• **What you will do**:
Every line below that contains "defaults" is to be copied.
__________
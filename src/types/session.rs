//! Session Types
//!
//! Session snapshot, lifecycle state and the persisted credential record.

use chrono::{DateTime, Utc};
use serde::{Deserialize, Serialize};

use crate::types::{Token, TokenClaims};

/// Lifecycle state of the session.
#[derive(Clone, Copy, Debug, PartialEq, Eq, Serialize, Deserialize)]
#[serde(rename_all = "SCREAMING_SNAKE_CASE")]
pub enum SessionState {
    /// No credentials yet.
    Unauthenticated,
    /// Login request in progress.
    Authenticating,
    /// Credentials held and usable.
    Authenticated,
    /// Refresh exchange in progress.
    Refreshing,
    /// Credentials cleared; only a new login leaves this state.
    LoggedOut,
}

impl SessionState {
    pub fn as_str(&self) -> &'static str {
        match self {
            Self::Unauthenticated => "UNAUTHENTICATED",
            Self::Authenticating => "AUTHENTICATING",
            Self::Authenticated => "AUTHENTICATED",
            Self::Refreshing => "REFRESHING",
            Self::LoggedOut => "LOGGED_OUT",
        }
    }

    /// States in which authenticated calls may be issued.
    pub fn has_credentials(&self) -> bool {
        matches!(self, Self::Authenticated | Self::Refreshing)
    }
}

impl std::fmt::Display for SessionState {
    fn fmt(&self, f: &mut std::fmt::Formatter<'_>) -> std::fmt::Result {
        f.write_str(self.as_str())
    }
}

/// Read-only snapshot of the current session.
#[derive(Clone, Debug, PartialEq)]
pub struct Session {
    pub access_token: Option<Token>,
    pub refresh_token: Option<Token>,
    pub identity: Option<TokenClaims>,
    pub authenticated: bool,
}

impl Session {
    /// Snapshot of a session with no credentials.
    pub fn anonymous() -> Self {
        Self {
            access_token: None,
            refresh_token: None,
            identity: None,
            authenticated: false,
        }
    }
}

/// Composite credential record committed to the store in one write.
#[derive(Clone, Debug, PartialEq, Serialize, Deserialize)]
pub struct StoredCredentials {
    #[serde(default, skip_serializing_if = "Option::is_none")]
    pub access_token: Option<Token>,
    #[serde(default, skip_serializing_if = "Option::is_none")]
    pub refresh_token: Option<Token>,
    #[serde(default, skip_serializing_if = "Option::is_none")]
    pub identity: Option<TokenClaims>,
    /// When the record was committed.
    pub stored_at: DateTime<Utc>,
}

impl StoredCredentials {
    /// Full record for a freshly issued token pair.
    pub fn issued(access_token: Token, refresh_token: Token, identity: TokenClaims) -> Self {
        Self {
            access_token: Some(access_token),
            refresh_token: Some(refresh_token),
            identity: Some(identity),
            stored_at: Utc::now(),
        }
    }

    /// Record with no fields set.
    pub fn empty() -> Self {
        Self {
            access_token: None,
            refresh_token: None,
            identity: None,
            stored_at: Utc::now(),
        }
    }

    /// Both tokens present and non-empty.
    pub fn is_complete(&self) -> bool {
        let present = |t: &Option<Token>| t.as_ref().map(|t| !t.is_empty()).unwrap_or(false);
        present(&self.access_token) && present(&self.refresh_token)
    }
}
//! Auth Types
//!
//! Core type definitions for the authenticated request layer.

pub mod claims;
pub mod config;
pub mod session;
pub mod token;
pub mod wire;

pub use claims::*;
pub use config::*;
pub use session::*;
pub use token::*;
pub use wire::*;
//! Configuration Builder
//!
//! Fluent builder for the authenticated client configuration.

use std::time::Duration;
use url::Url;

use crate::error::ConfigurationError;
use crate::types::{
    AuthClientConfig, AuthEndpoints, DEFAULT_REFRESH_THRESHOLD_SECS, DEFAULT_TIMEOUT_MS,
    MAX_REFRESH_RETRIES,
};

/// Authenticated client configuration builder.
#[derive(Default)]
pub struct AuthClientConfigBuilder {
    base_url: Option<String>,
    login_path: Option<String>,
    refresh_path: Option<String>,
    logout_path: Option<String>,
    timeout: Option<Duration>,
    refresh_threshold: Option<Duration>,
    max_refresh_retries: Option<u32>,
    user_agent: Option<String>,
}

impl AuthClientConfigBuilder {
    /// Create new configuration builder.
    pub fn new() -> Self {
        Self::default()
    }

    /// Set backend base URL.
    pub fn base_url(mut self, base_url: impl Into<String>) -> Self {
        self.base_url = Some(base_url.into());
        self
    }

    /// Set login endpoint path.
    pub fn login_path(mut self, path: impl Into<String>) -> Self {
        self.login_path = Some(path.into());
        self
    }

    /// Set refresh endpoint path.
    pub fn refresh_path(mut self, path: impl Into<String>) -> Self {
        self.refresh_path = Some(path.into());
        self
    }

    /// Set logout endpoint path.
    pub fn logout_path(mut self, path: impl Into<String>) -> Self {
        self.logout_path = Some(path.into());
        self
    }

    /// Set request timeout.
    pub fn timeout(mut self, timeout: Duration) -> Self {
        self.timeout = Some(timeout);
        self
    }

    /// Set proactive refresh window.
    pub fn refresh_threshold(mut self, threshold: Duration) -> Self {
        self.refresh_threshold = Some(threshold);
        self
    }

    /// Set consecutive refresh failures tolerated before forced logout.
    pub fn max_refresh_retries(mut self, retries: u32) -> Self {
        self.max_refresh_retries = Some(retries);
        self
    }

    /// Set user agent.
    pub fn user_agent(mut self, user_agent: impl Into<String>) -> Self {
        self.user_agent = Some(user_agent.into());
        self
    }

    /// Load configuration from environment variables.
    ///
    /// Values already set on the builder are overwritten by the environment.
    pub fn from_env(mut self) -> Self {
        if let Ok(url) = std::env::var("TOLL_API_BASE_URL") {
            self.base_url = Some(url);
        }
        if let Ok(val) = std::env::var("TOLL_API_TIMEOUT_MS") {
            if let Ok(ms) = val.parse() {
                self.timeout = Some(Duration::from_millis(ms));
            }
        }
        if let Ok(val) = std::env::var("TOLL_AUTH_REFRESH_THRESHOLD_SECS") {
            if let Ok(secs) = val.parse() {
                self.refresh_threshold = Some(Duration::from_secs(secs));
            }
        }
        if let Ok(val) = std::env::var("TOLL_AUTH_MAX_REFRESH_RETRIES") {
            if let Ok(retries) = val.parse() {
                self.max_refresh_retries = Some(retries);
            }
        }
        self
    }

    /// Build the configuration.
    pub fn build(self) -> Result<AuthClientConfig, ConfigurationError> {
        let raw_url = self.base_url.ok_or_else(|| ConfigurationError::MissingField {
            field: "base_url".to_string(),
        })?;

        let base_url = Url::parse(&raw_url).map_err(|e| ConfigurationError::InvalidBaseUrl {
            url: raw_url.clone(),
            message: e.to_string(),
        })?;

        if !matches!(base_url.scheme(), "http" | "https") {
            return Err(ConfigurationError::InvalidBaseUrl {
                url: raw_url,
                message: "scheme must be http or https".to_string(),
            });
        }

        let timeout = self
            .timeout
            .unwrap_or(Duration::from_millis(DEFAULT_TIMEOUT_MS));
        if timeout.is_zero() {
            return Err(ConfigurationError::InvalidConfig {
                message: "timeout must be greater than zero".to_string(),
            });
        }

        let max_refresh_retries = self.max_refresh_retries.unwrap_or(MAX_REFRESH_RETRIES);
        if max_refresh_retries == 0 {
            return Err(ConfigurationError::InvalidConfig {
                message: "max_refresh_retries must allow at least one attempt".to_string(),
            });
        }

        let defaults = AuthEndpoints::default();

        Ok(AuthClientConfig {
            base_url,
            endpoints: AuthEndpoints {
                login: self.login_path.unwrap_or(defaults.login),
                refresh: self.refresh_path.unwrap_or(defaults.refresh),
                logout: self.logout_path.unwrap_or(defaults.logout),
            },
            timeout,
            refresh_threshold: self
                .refresh_threshold
                .unwrap_or(Duration::from_secs(DEFAULT_REFRESH_THRESHOLD_SECS)),
            max_refresh_retries,
            user_agent: self.user_agent,
        })
    }
}

/// Create a new configuration builder.
pub fn auth_client_config() -> AuthClientConfigBuilder {
    AuthClientConfigBuilder::new()
}
//! Auth Flows
//!
//! Network exchanges with the auth endpoints:
//!
//! - **Login**: username/password for a token pair
//! - **Refresh**: refresh token for a new token pair
//! - **Logout**: best-effort server-side session end
//!
//! Flows only talk to the backend; persisting what they return is the job of
//! the [`RefreshCoordinator`](crate::token::RefreshCoordinator).

pub mod login;
pub mod logout;
pub mod refresh;

use std::collections::HashMap;
use std::time::Duration;

use crate::core::{HttpMethod, HttpRequest, HttpResponse, TokenCodec};
use crate::error::{create_error_from_response, AuthError, UnauthorizedContext};
use crate::types::{AuthClientConfig, AuthResponse, Token, TokenClaims, TokenPair};

pub use login::PasswordLoginFlow;
pub use logout::LogoutFlow;
pub use refresh::{is_refresh_rejection, RefreshExchange};

/// Build a JSON request against the configured backend.
pub(crate) fn build_request(
    config: &AuthClientConfig,
    method: HttpMethod,
    url: String,
    body: Option<String>,
    bearer: Option<&Token>,
    extra_headers: &HashMap<String, String>,
    timeout: Option<Duration>,
) -> HttpRequest {
    let mut headers = HashMap::new();
    headers.insert("accept".to_string(), "application/json".to_string());

    if body.is_some() {
        headers.insert("content-type".to_string(), "application/json".to_string());
    }
    if let Some(user_agent) = &config.user_agent {
        headers.insert("user-agent".to_string(), user_agent.clone());
    }
    for (key, value) in extra_headers {
        headers.insert(key.to_lowercase(), value.clone());
    }
    // Set last so caller headers cannot replace the session credential.
    if let Some(token) = bearer {
        headers.insert("authorization".to_string(), token.authorization_header());
    }

    HttpRequest {
        method,
        url,
        headers,
        body,
        timeout: Some(timeout.unwrap_or(config.timeout)),
    }
}

/// Parse a login/refresh response into a validated token pair and identity.
pub(crate) fn parse_token_response(
    response: &HttpResponse,
    context: UnauthorizedContext,
) -> Result<(TokenPair, TokenClaims), AuthError> {
    if !response.is_success() {
        return Err(create_error_from_response(
            response.status,
            &response.body,
            context,
        ));
    }

    let envelope: AuthResponse = serde_json::from_str(&response.body)
        .map_err(|e| AuthError::parsing(format!("malformed auth response: {}", e)))?;

    if !envelope.success {
        // A failed envelope without a status is a rejection of what was sent.
        let status = envelope.status.unwrap_or(401);
        return Err(create_error_from_response(status, &response.body, context));
    }

    let pair = envelope
        .data
        .ok_or_else(|| AuthError::parsing("auth response carried no token pair"))?;

    if !TokenCodec::validate_structure(&pair.bearer) {
        return Err(AuthError::parsing("issued access token is malformed"));
    }
    if pair.refresh.is_empty() {
        return Err(AuthError::parsing("issued refresh token is empty"));
    }

    let identity = TokenCodec::extract_identity(&pair.bearer)
        .ok_or_else(|| AuthError::parsing("issued access token carries no readable identity"))?;

    Ok((pair, identity))
}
__________
• **Solution to this problem**:
        let defaults = AuthEndpoints::default();
                login: self.login_path.unwrap_or(defaults.login),
                refresh: self.refresh_path.unwrap_or(defaults.refresh),
                logout: self.logout_path.unwrap_or(defaults.logout),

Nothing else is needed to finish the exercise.